A lot of people these days are still oblivious to how loans function and what they need to acquire them. People who were able to get loans for the first time or those who have acquired numerous loans have either used their rented money for the better or made things worse by not being able to repay and getting into debt.
Loans come in two forms. One requires collateral and one does not. Unsecured loans are the ones that don’t need collateral and loans that do are called secured loans.
Secured loans are granted to borrowers only if they pledge an asset like their home. This is a form of assurance where lenders are secured since they already have something that would compensate them in case the borrower defaults on payments.

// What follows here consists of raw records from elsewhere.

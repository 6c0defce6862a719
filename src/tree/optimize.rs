//! Local rewrites on typed trees: constant folding, implicit conversions,
//! expansion of compound assignments and array assignments, and removal of
//! branches that can never run.
use super::types::binary_type;
use crate::ast::*;
use crate::bytecode::{to_s16, BinaryOp, UnaryOp};
use crate::error::{CompileError, CompileRes, InternalError, SemanticError, Span};

pub fn optimize_units(units: Vec<Unit>) -> CompileRes<Vec<Unit>> {
    units
        .into_iter()
        .map(|unit| {
            let ret = match &unit.kind {
                UnitKind::Function { decl, .. } => Some(decl.ret),
                _ => None,
            };
            let before = unit.body.len();
            let body = fold_block(unit.body, ret)?;
            tracing::trace!(
                target: "tree::optimize",
                "{} statements folded to {}",
                before,
                body.len()
            );
            Ok(Unit { body, ..unit })
        })
        .collect()
}

fn semantic<T>(kind: SemanticError, span: Span) -> CompileRes<T> {
    Err(CompileError::semantic(kind, span))
}

fn operands<const N: usize>(op: Op, args: Vec<Expr>) -> CompileRes<[Expr; N]> {
    args.try_into()
        .map_err(|_| CompileError::internal(InternalError::MalformedOperator(op.symbol())))
}

fn fold_block(block: Vec<Stmt>, ret: Option<Type>) -> CompileRes<Vec<Stmt>> {
    let mut out = Vec::with_capacity(block.len());
    for stmt in block {
        out.extend(fold_statement(stmt, ret)?);
    }
    Ok(out)
}

fn has_label(block: &[Stmt]) -> bool {
    block.iter().any(|s| match &s.kind {
        StmtKind::Label(_) => true,
        StmtKind::If { arms, otherwise } => {
            arms.iter().any(|a| has_label(&a.body))
                || otherwise.as_deref().map_or(false, has_label)
        }
        StmtKind::When { body, .. }
        | StmtKind::While { body, .. }
        | StmtKind::DoWhile { body, .. }
        | StmtKind::RangeFor { body, .. }
        | StmtKind::For { body, .. }
        | StmtKind::Switch { body, .. }
        | StmtKind::Block(body) => has_label(body),
        _ => false,
    })
}

fn is_array_assignment(e: &Expr) -> bool {
    match &e.kind {
        ExprKind::Op {
            op: Op::Assign,
            args,
        } => args.iter().any(|a| !a.is_scalar()),
        _ => false,
    }
}

fn fold_statement(stmt: Stmt, ret: Option<Type>) -> CompileRes<Vec<Stmt>> {
    let span = stmt.span;
    let kind = match stmt.kind {
        StmtKind::Expr(e) if is_array_assignment(&e) => return explode_assignment(e, span),
        StmtKind::Expr(e) => StmtKind::Expr(optimize_expr(e)?),
        StmtKind::If { arms, otherwise } => {
            let mut kept = Vec::with_capacity(arms.len());
            let mut taken = None;
            for arm in arms {
                let cond = optimize_expr(arm.cond)?;
                let body = fold_block(arm.body, ret)?;
                match cond.truth() {
                    Some(false) if !has_label(&body) => {}
                    Some(true) if kept.is_empty() && !has_label(&body) => {
                        taken = Some(body);
                        break;
                    }
                    _ => kept.push(IfArm {
                        cond,
                        body,
                        span: arm.span,
                    }),
                }
            }
            let otherwise = match taken {
                Some(body) => Some(body),
                None => otherwise.map(|b| fold_block(b, ret)).transpose()?,
            };
            if kept.is_empty() {
                return Ok(otherwise
                    .filter(|b| !b.is_empty())
                    .map(|b| Stmt::new(StmtKind::Block(b), span))
                    .into_iter()
                    .collect());
            }
            StmtKind::If {
                arms: kept,
                otherwise,
            }
        }
        StmtKind::When { cond, body } => StmtKind::When {
            cond: optimize_expr(cond)?,
            body: fold_block(body, ret)?,
        },
        StmtKind::While { label, cond, body } => {
            let body = fold_block(body, ret)?;
            let cond = cond.map(optimize_expr).transpose()?;
            match cond.as_ref().and_then(Expr::truth) {
                Some(false) if !has_label(&body) => return Ok(Vec::new()),
                Some(true) => StmtKind::While {
                    label,
                    cond: None,
                    body,
                },
                _ => StmtKind::While { label, cond, body },
            }
        }
        StmtKind::DoWhile { label, body, cond } => StmtKind::DoWhile {
            label,
            body: fold_block(body, ret)?,
            cond: optimize_expr(cond)?,
        },
        StmtKind::RangeFor {
            label,
            var,
            from,
            to,
            step,
            body,
        } => {
            let step = match step.map(optimize_expr).transpose()? {
                Some(s) if s.as_number().is_none() => {
                    return semantic(SemanticError::NonConstant("loop step"), s.span)
                }
                step => step,
            };
            StmtKind::RangeFor {
                label,
                var,
                from: cast(optimize_expr(from)?, Type::Number),
                to: cast(optimize_expr(to)?, Type::Number),
                step,
                body: fold_block(body, ret)?,
            }
        }
        StmtKind::For {
            label,
            init,
            cond,
            step,
            body,
        } => {
            let cond = cond.map(optimize_expr).transpose()?;
            StmtKind::For {
                label,
                init: fold_block(init, ret)?,
                cond: cond.filter(|c| c.truth() != Some(true)),
                step: step.map(optimize_expr).transpose()?,
                body: fold_block(body, ret)?,
            }
        }
        StmtKind::Switch {
            label,
            subject,
            body,
        } => StmtKind::Switch {
            label,
            subject: cast(optimize_expr(subject)?, Type::Number),
            body: fold_block(body, ret)?,
        },
        StmtKind::Case(value) => {
            let value = cast(optimize_expr(value)?, Type::Number);
            if value.as_number().is_none() {
                return semantic(SemanticError::NonConstant("case"), value.span);
            }
            StmtKind::Case(value)
        }
        StmtKind::Block(body) => StmtKind::Block(fold_block(body, ret)?),
        StmtKind::NativeCall { name, args } => StmtKind::NativeCall {
            name,
            args: args
                .into_iter()
                .map(optimize_expr)
                .collect::<CompileRes<_>>()?,
        },
        StmtKind::Emit { event, value } => StmtKind::Emit {
            event,
            value: value.map(optimize_expr).transpose()?,
        },
        StmtKind::Return(Some(value)) => {
            let value = optimize_expr(value)?;
            let ty = ret.unwrap_or(value.ty);
            StmtKind::Return(Some(cast(value, ty)))
        }
        other => other,
    };
    Ok(vec![Stmt::new(kind, span)])
}

/// `a = b` on whole arrays becomes one assignment per element.
fn explode_assignment(e: Expr, span: Span) -> CompileRes<Vec<Stmt>> {
    let op_span = e.span;
    let args = match e.kind {
        ExprKind::Op { args, .. } => args,
        _ => return semantic(SemanticError::BadArrayAssignment, op_span),
    };
    let [lhs, rhs] = operands(Op::Assign, args)?;
    let var = match lhs.kind {
        ExprKind::Var(var) => var,
        _ => return semantic(SemanticError::BadArrayAssignment, op_span),
    };
    let size = lhs.dims.iter().product::<usize>();
    if size != rhs.size() {
        return semantic(SemanticError::IncompatibleSizes, op_span);
    }
    let (rhs_span, rhs_ty) = (rhs.span, rhs.ty);
    let items = match rhs.kind {
        ExprKind::Array(items) => items,
        ExprKind::Var(source) => (0..size)
            .map(|k| element(&source, k, rhs_span, rhs_ty))
            .collect(),
        _ => return semantic(SemanticError::BadArrayAssignment, op_span),
    };
    items
        .into_iter()
        .enumerate()
        .map(|(k, item)| {
            let target = element(&var, k, lhs.span, lhs.ty);
            let assign = Expr::op(Op::Assign, vec![target, item], op_span).typed(lhs.ty);
            Ok(Stmt::new(StmtKind::Expr(optimize_expr(assign)?), span))
        })
        .collect()
}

In spite of pledging your property, any type of funding that is needed can be easily covered since secured loans offer a much higher amount of funds and interest rates are much lower.
Collaterals don’t just come in the form of house or any real property. Other forms of loans require a different form of asset from the borrower. Next to houses, cars are considered to have a sizeable worth (depending on the condition, mileage, and years) and secured car loans require a borrower’s car as the collateral.

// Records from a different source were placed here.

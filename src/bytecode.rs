//! Instruction encoding of the robot virtual machine.
//!
//! Every instruction starts with a 16-bit word whose top 4 bits are the
//! opcode and whose low 12 bits are an operand. Some instructions are
//! followed by extra words (see [`Opcode::len`]).
use std::fmt;

#[derive(Debug, Clone, Copy, PartialEq, Eq, Hash)]
pub enum Opcode {
    Stop = 0,
    SmallImmediate = 1,
    LargeImmediate = 2,
    Load = 3,
    Store = 4,
    LoadIndirect = 5,
    StoreIndirect = 6,
    Unary = 7,
    Binary = 8,
    Jump = 9,
    ConditionalBranch = 10,
    Emit = 11,
    NativeCall = 12,
    SubCall = 13,
    Return = 14,
}

impl Opcode {
    pub const fn from_word(word: u16) -> Option<Self> {
        Some(match word >> 12 {
            0 => Self::Stop,
            1 => Self::SmallImmediate,
            2 => Self::LargeImmediate,
            3 => Self::Load,
            4 => Self::Store,
            5 => Self::LoadIndirect,
            6 => Self::StoreIndirect,
            7 => Self::Unary,
            8 => Self::Binary,
            9 => Self::Jump,
            10 => Self::ConditionalBranch,
            11 => Self::Emit,
            12 => Self::NativeCall,
            13 => Self::SubCall,
            14 => Self::Return,
            _ => return None,
        })
    }

    /// First word of the instruction with the 12-bit operand `arg`.
    pub const fn word(self, arg: u16) -> u16 {
        ((self as u16) << 12) | (arg & 0xfff)
    }

    /// Number of words the instruction occupies.
    pub const fn len(self) -> usize {
        match self {
            Self::LargeImmediate
            | Self::LoadIndirect
            | Self::StoreIndirect
            | Self::ConditionalBranch => 2,
            Self::Emit => 3,
            _ => 1,
        }
    }
}

pub const STOP: u16 = 0x0000;
pub const RET: u16 = 0xe000;

/// Conditional branch flag making it edge-triggered ("when").
pub const WHEN_FLAG: u16 = 0x100;
/// Set by the VM on a "when" branch whose condition held last time.
pub const WHEN_LAST_FLAG: u16 = 0x200;

#[derive(Debug, Clone, Copy, PartialEq, Eq, Hash)]
pub enum UnaryOp {
    Neg = 0,
    Abs = 1,
    BitNot = 2,
}

impl UnaryOp {
    pub const fn word(self) -> u16 {
        Opcode::Unary.word(self as u16)
    }
    pub const fn from_code(code: u16) -> Option<Self> {
        Some(match code {
            0 => Self::Neg,
            1 => Self::Abs,
            2 => Self::BitNot,
            _ => return None,
        })
    }
    pub const fn mnemonic(self) -> &'static str {
        match self {
            Self::Neg => "neg",
            Self::Abs => "abs",
            Self::BitNot => "bitnot",
        }
    }
    pub fn eval(self, n: i32) -> i32 {
        match self {
            Self::Neg => n.wrapping_neg(),
            Self::Abs => n.wrapping_abs(),
            Self::BitNot => !n,
        }
    }
}

/// Binary operators, in VM code order. The same codes select the
/// comparison of a conditional branch.
#[derive(Debug, Clone, Copy, PartialEq, Eq, Hash)]
pub enum BinaryOp {
    Shl = 0,
    Shr = 1,
    Add = 2,
    Sub = 3,
    Mult = 4,
    Div = 5,
    Mod = 6,
    BitOr = 7,
    BitXor = 8,
    BitAnd = 9,
    Eq = 10,
    Ne = 11,
    Gt = 12,
    Ge = 13,
    Lt = 14,
    Le = 15,
    Or = 16,
    And = 17,
}

impl BinaryOp {
    pub const ALL: [BinaryOp; 18] = [
        Self::Shl,
        Self::Shr,
        Self::Add,
        Self::Sub,
        Self::Mult,
        Self::Div,
        Self::Mod,
        Self::BitOr,
        Self::BitXor,
        Self::BitAnd,
        Self::Eq,
        Self::Ne,
        Self::Gt,
        Self::Ge,
        Self::Lt,
        Self::Le,
        Self::Or,
        Self::And,
    ];

    pub const fn code(self) -> u16 {
        self as u16
    }
    pub fn from_code(code: u16) -> Option<Self> {
        Self::ALL.get(code as usize).copied()
    }
    pub const fn word(self) -> u16 {
        Opcode::Binary.word(self as u16)
    }
    pub const fn is_comparison(self) -> bool {
        matches!(
            self,
            Self::Eq | Self::Ne | Self::Gt | Self::Ge | Self::Lt | Self::Le
        )
    }
    pub const fn is_logical(self) -> bool {
        matches!(self, Self::Or | Self::And)
    }
    /// Comparison with the opposite outcome, used to branch on `!cond`.
    pub const fn negated(self) -> Option<Self> {
        Some(match self {
            Self::Eq => Self::Ne,
            Self::Ne => Self::Eq,
            Self::Gt => Self::Le,
            Self::Le => Self::Gt,
            Self::Lt => Self::Ge,
            Self::Ge => Self::Lt,
            _ => return None,
        })
    }
    pub const fn mnemonic(self) -> &'static str {
        match self {
            Self::Shl => "shl",
            Self::Shr => "shr",
            Self::Add => "add",
            Self::Sub => "sub",
            Self::Mult => "mult",
            Self::Div => "div",
            Self::Mod => "mod",
            Self::BitOr => "bitor",
            Self::BitXor => "bitxor",
            Self::BitAnd => "bitand",
            Self::Eq => "eq",
            Self::Ne => "ne",
            Self::Gt => "gt",
            Self::Ge => "ge",
            Self::Lt => "lt",
            Self::Le => "le",
            Self::Or => "or",
            Self::And => "and",
        }
    }

    /// Integer semantics shared by the constant folder and the VM.
    /// Returns `None` on division or modulo by zero. The result is not
    /// wrapped; see [`to_s16`].
    pub fn eval(self, a: i32, b: i32) -> Option<i32> {
        Some(match self {
            Self::Shl => a.wrapping_shl(b as u32 & 31),
            Self::Shr => a.wrapping_shr(b as u32 & 31),
            Self::Add => a.wrapping_add(b),
            Self::Sub => a.wrapping_sub(b),
            Self::Mult => a.wrapping_mul(b),
            Self::Div => a.checked_div(b)?,
            Self::Mod => a.checked_rem(b)?,
            Self::BitOr => a | b,
            Self::BitXor => a ^ b,
            Self::BitAnd => a & b,
            Self::Eq => (a == b) as i32,
            Self::Ne => (a != b) as i32,
            Self::Gt => (a > b) as i32,
            Self::Ge => (a >= b) as i32,
            Self::Lt => (a < b) as i32,
            Self::Le => (a <= b) as i32,
            Self::Or => (a != 0 || b != 0) as i32,
            Self::And => (a != 0 && b != 0) as i32,
        })
    }
}

impl fmt::Display for BinaryOp {
    fn fmt(&self, f: &mut fmt::Formatter) -> fmt::Result {
        f.write_str(self.mnemonic())
    }
}

/// Wraps an integer to the VM's 16-bit signed range.
pub const fn to_s16(n: i32) -> i16 {
    n as i16
}

pub const fn to_s12(word: u16) -> i16 {
    let n = (word & 0xfff) as i16;
    if n >= 0x800 {
        n - 0x1000
    } else {
        n
    }
}

/// Pushes a constant, in one word when it fits in 12 signed bits.
pub fn push_number(n: i16) -> Vec<u16> {
    if (-0x800..0x800).contains(&n) {
        vec![Opcode::SmallImmediate.word(n as u16)]
    } else {
        vec![Opcode::LargeImmediate.word(0), n as u16]
    }
}

pub const fn load(addr: u16) -> u16 {
    Opcode::Load.word(addr)
}

pub const fn store(addr: u16) -> u16 {
    Opcode::Store.word(addr)
}

pub const fn load_indirect(addr: u16, size: u16) -> [u16; 2] {
    [Opcode::LoadIndirect.word(addr), size]
}

pub const fn store_indirect(addr: u16, size: u16) -> [u16; 2] {
    [Opcode::StoreIndirect.word(addr), size]
}

/// Conditional branch with a zero offset, to be patched later.
pub const fn conditional_branch(op: BinaryOp, when: bool) -> [u16; 2] {
    let flag = if when { WHEN_FLAG } else { 0 };
    [Opcode::ConditionalBranch.word(op.code() | flag), 0]
}

pub const fn jump(offset: i16) -> u16 {
    Opcode::Jump.word(offset as u16)
}

#[cfg(test)]
mod tests {
    use super::*;

    #[test]
    fn small_and_large_immediates() {
        assert_eq!(push_number(11), vec![0x100b]);
        assert_eq!(push_number(-1), vec![0x1fff]);
        assert_eq!(push_number(-0x800), vec![0x1800]);
        assert_eq!(push_number(0x800), vec![0x2000, 0x0800]);
        assert_eq!(push_number(-2000), vec![0x1830]);
        assert_eq!(push_number(-2049), vec![0x2000, (-2049i16) as u16]);
    }

    #[test]
    fn signed_operands() {
        assert_eq!(to_s12(0x9fff), -1);
        assert_eq!(to_s12(0x97ff), 0x7ff);
        assert_eq!(to_s16(40000), -25536);
    }

    #[test]
    fn opcodes_round_trip_through_words() {
        assert_eq!(BinaryOp::Le.word(), 0x800f);
        assert_eq!(BinaryOp::from_code(11), Some(BinaryOp::Ne));
        assert_eq!(Opcode::from_word(RET), Some(Opcode::Return));
        assert_eq!(Opcode::from_word(0xf000), None);
        assert_eq!(conditional_branch(BinaryOp::Eq, true), [0xa10a, 0]);
    }

    #[test]
    fn integer_semantics() {
        assert_eq!(BinaryOp::Div.eval(-7, 2), Some(-3));
        assert_eq!(BinaryOp::Mod.eval(-7, 2), Some(-1));
        assert_eq!(BinaryOp::Div.eval(1, 0), None);
        assert_eq!(BinaryOp::And.eval(3, 0), Some(0));
        assert_eq!(to_s16(BinaryOp::Mult.eval(300, 300).unwrap_or(0)), 24464);
        assert_eq!(UnaryOp::Abs.eval(-5), 5);
    }
}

Both lender and borrower are also protected with secured loans especially mortgage loans. While the house is the collateral, borrowers hold what is known as a warranty deed. This is a form of warranty wherein mortgage borrowers are protected from having their homes repossessed while they are still paying the mortgage. Meaning lenders who hold the trust deed could not just sell the property whenever they want to somebody else. The purpose of trust deeds for lenders is to give them the right to reclaim the property from a borrower who defaults.

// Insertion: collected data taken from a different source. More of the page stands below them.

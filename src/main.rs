//! PG Volume Operator
//!
//! Watches `PostgresCluster` resources and keeps each instance's data,
//! WAL and tablespace volumes in line with the cluster spec.

use anyhow::Context as _;
use clap::Parser;
use kube::{Client, CustomResourceExt};
use std::net::SocketAddr;
use std::sync::atomic::{AtomicBool, Ordering};
use std::sync::Arc;
use std::time::Duration;
use tokio_util::sync::CancellationToken;
use tracing::{error, info, Level};
use tracing_subscriber::{fmt, prelude::*, EnvFilter};

use pg_volume_operator::controller::{self, CONTROLLER_NAME};
use pg_volume_operator::{
    Context, Error, KubeObjects, Metrics, OperatorConfig, PostgresCluster, Result,
    RetentionPolicy,
};

// =============================================================================
// CLI Arguments
// =============================================================================

/// PG Volume Operator - storage volumes for replicated PostgreSQL clusters
#[derive(Parser, Debug)]
#[command(author, version, about, long_about = None)]
struct Args {
    /// Namespace to watch (all namespaces when unset)
    #[arg(long, env = "WATCH_NAMESPACE")]
    namespace: Option<String>,

    /// Retention for volumes of removed instances when a cluster sets none (keep, delete)
    #[arg(long, env = "VOLUME_RETENTION", default_value = "keep")]
    volume_retention: RetentionPolicy,

    /// Health server bind address
    #[arg(long, env = "HEALTH_ADDR", default_value = "0.0.0.0:8081")]
    health_addr: String,

    /// Metrics server bind address
    #[arg(long, env = "METRICS_ADDR", default_value = "0.0.0.0:8080")]
    metrics_addr: String,

    /// Requeue interval after a successful pass, in seconds
    #[arg(long, env = "REQUEUE_SECS", default_value = "300")]
    requeue_secs: u64,

    /// First retry delay after a failed pass, in seconds
    #[arg(long, env = "BACKOFF_INITIAL_SECS", default_value = "5")]
    backoff_initial_secs: u64,

    /// Maximum retry delay, in seconds
    #[arg(long, env = "BACKOFF_MAX_SECS", default_value = "300")]
    backoff_max_secs: u64,

    /// Plan and log actions without changing any volume
    #[arg(long, env = "DRY_RUN")]
    dry_run: bool,

    /// Do not publish Kubernetes events
    #[arg(long, env = "DISABLE_EVENTS")]
    disable_events: bool,

    /// Log level (trace, debug, info, warn, error)
    #[arg(long, env = "LOG_LEVEL", default_value = "info")]
    log_level: String,

    /// Output logs as JSON
    #[arg(long, env = "LOG_JSON")]
    log_json: bool,

    /// Print the PostgresCluster CRD as YAML and exit
    #[arg(long)]
    print_crd: bool,
}

impl Args {
    fn operator_config(&self) -> OperatorConfig {
        OperatorConfig {
            namespace: self.namespace.clone(),
            default_retention: self.volume_retention,
            dry_run: self.dry_run,
            requeue_interval: Duration::from_secs(self.requeue_secs),
            backoff_initial: Duration::from_secs(self.backoff_initial_secs),
            backoff_max: Duration::from_secs(self.backoff_max_secs),
            publish_events: !self.disable_events,
        }
    }
}

// =============================================================================
// Main
// =============================================================================

#[tokio::main]
async fn main() -> anyhow::Result<()> {
    let args = Args::parse();

    if args.print_crd {
        print!("{}", serde_yaml::to_string(&PostgresCluster::crd())?);
        return Ok(());
    }

    init_logging(&args)?;

    let config = args.operator_config();
    info!("Starting PG Volume Operator");
    info!("  Version: {}", pg_volume_operator::VERSION);
    info!(
        "  Namespace: {}",
        config.namespace.as_deref().unwrap_or("(all)")
    );
    info!("  Default retention: {}", config.default_retention);
    info!("  Dry run: {}", config.dry_run);

    let metrics = Arc::new(Metrics::new()?);
    let ready = Arc::new(AtomicBool::new(false));
    let shutdown = CancellationToken::new();

    let health_addr = parse_addr(&args.health_addr, "health")?;
    let health = tokio::spawn(run_health_server(
        health_addr,
        ready.clone(),
        shutdown.clone(),
    ));

    let metrics_addr = parse_addr(&args.metrics_addr, "metrics")?;
    let metrics_server = tokio::spawn(run_metrics_server(
        metrics_addr,
        metrics.clone(),
        shutdown.clone(),
    ));

    let client = Client::try_default()
        .await
        .context("failed to build Kubernetes client")?;
    info!("Connected to Kubernetes cluster");

    let objects = Arc::new(KubeObjects::new(client.clone(), CONTROLLER_NAME));
    let ctx = Arc::new(Context::new(
        client,
        objects.clone(),
        objects,
        config,
        metrics,
    ));

    ready.store(true, Ordering::SeqCst);
    controller::run(ctx).await;

    ready.store(false, Ordering::SeqCst);
    shutdown.cancel();
    for (name, server) in [("health", health), ("metrics", metrics_server)] {
        match server.await {
            Ok(Ok(())) => {}
            Ok(Err(e)) => error!("{} server error: {}", name, e),
            Err(e) => error!("{} server task failed: {}", name, e),
        }
    }

    info!("Operator shutdown complete");
    Ok(())
}

fn parse_addr(addr: &str, server: &str) -> Result<SocketAddr> {
    addr.parse()
        .map_err(|e| Error::Configuration(format!("Invalid {} server address {}: {}", server, addr, e)))
}

// =============================================================================
// Logging Setup
// =============================================================================

fn init_logging(args: &Args) -> anyhow::Result<()> {
    let level = match args.log_level.to_lowercase().as_str() {
        "trace" => Level::TRACE,
        "debug" => Level::DEBUG,
        "info" => Level::INFO,
        "warn" => Level::WARN,
        "error" => Level::ERROR,
        _ => Level::INFO,
    };

    let filter = EnvFilter::from_default_env()
        .add_directive(level.into())
        .add_directive("hyper=warn".parse()?)
        .add_directive("kube=info".parse()?);

    if args.log_json {
        tracing_subscriber::registry()
            .with(filter)
            .with(fmt::layer().json())
            .init();
    } else {
        tracing_subscriber::registry()
            .with(filter)
            .with(fmt::layer().with_target(true))
            .init();
    }
    Ok(())
}

// =============================================================================
// Health Server
// =============================================================================

async fn run_health_server(
    addr: SocketAddr,
    ready: Arc<AtomicBool>,
    shutdown: CancellationToken,
) -> Result<()> {
    use hyper::service::{make_service_fn, service_fn};
    use hyper::{Body, Request, Response, Server, StatusCode};

    let make_svc = make_service_fn(move |_conn| {
        let ready = ready.clone();
        async move {
            Ok::<_, std::convert::Infallible>(service_fn(move |req: Request<Body>| {
                let ready = ready.load(Ordering::SeqCst);
                async move {
                    let (status, body) = match req.uri().path() {
                        "/healthz" | "/livez" => (StatusCode::OK, "ok"),
                        "/readyz" if ready => (StatusCode::OK, "ok"),
                        "/readyz" => (StatusCode::SERVICE_UNAVAILABLE, "not ready"),
                        _ => (StatusCode::NOT_FOUND, "not found"),
                    };
                    let mut response = Response::new(Body::from(body));
                    *response.status_mut() = status;
                    Ok::<_, std::convert::Infallible>(response)
                }
            }))
        }
    });

    info!("Health server listening on {}", addr);
    Server::try_bind(&addr)
        .map_err(|e| Error::Internal(format!("Health server bind error: {}", e)))?
        .serve(make_svc)
        .with_graceful_shutdown(async move { shutdown.cancelled().await })
        .await
        .map_err(|e| Error::Internal(format!("Health server error: {}", e)))?;

    Ok(())
}

// =============================================================================
// Metrics Server
// =============================================================================

async fn run_metrics_server(
    addr: SocketAddr,
    metrics: Arc<Metrics>,
    shutdown: CancellationToken,
) -> Result<()> {
    use hyper::header::CONTENT_TYPE;
    use hyper::service::{make_service_fn, service_fn};
    use hyper::{Body, Request, Response, Server, StatusCode};

    let make_svc = make_service_fn(move |_conn| {
        let metrics = metrics.clone();
        async move {
            Ok::<_, std::convert::Infallible>(service_fn(move |req: Request<Body>| {
                let metrics = metrics.clone();
                async move {
                    let response = match req.uri().path() {
                        "/metrics" => match metrics.render() {
                            Ok((content_type, buffer)) => {
                                let mut response = Response::new(Body::from(buffer));
                                if let Ok(value) = content_type.parse() {
                                    response.headers_mut().insert(CONTENT_TYPE, value);
                                }
                                response
                            }
                            Err(e) => {
                                let mut response = Response::new(Body::from(e.to_string()));
                                *response.status_mut() = StatusCode::INTERNAL_SERVER_ERROR;
                                response
                            }
                        },
                        _ => {
                            let mut response = Response::new(Body::from("not found"));
                            *response.status_mut() = StatusCode::NOT_FOUND;
                            response
                        }
                    };
                    Ok::<_, std::convert::Infallible>(response)
                }
            }))
        }
    });

    info!("Metrics server listening on {}", addr);
    Server::try_bind(&addr)
        .map_err(|e| Error::Internal(format!("Metrics server bind error: {}", e)))?
        .serve(make_svc)
        .with_graceful_shutdown(async move { shutdown.cancelled().await })
        .await
        .map_err(|e| Error::Internal(format!("Metrics server error: {}", e)))?;

    Ok(())
}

Unsecured loans can be granted to borrowers without them pledging any of their assets but there is a limit on the amount the customer can borrow compared to the amount offered by secured loans. Other variations of loans are personal or consumer loans and business or commercial loans.
Borrowers of unsecured loans have a lesser concern in terms of house repossessions because they don’t have to pledge anything at all. However, since lenders have no form of security against borrowers, they are likely to put in much higher interest rates and add-in other charges. Creditors also are more selective in granting unsecured loans such as credit cards, personal loans, etc. and the basis of granting or declining unsecured loan requests is by looking at the borrower’s credit rating. Sometimes lenders also ask for some form of security on the borrower’s property especially if the unsecured loan comes in the form of a business loan. These securities come in the form of a second lien on the borrower’s home, co-signer, or surety.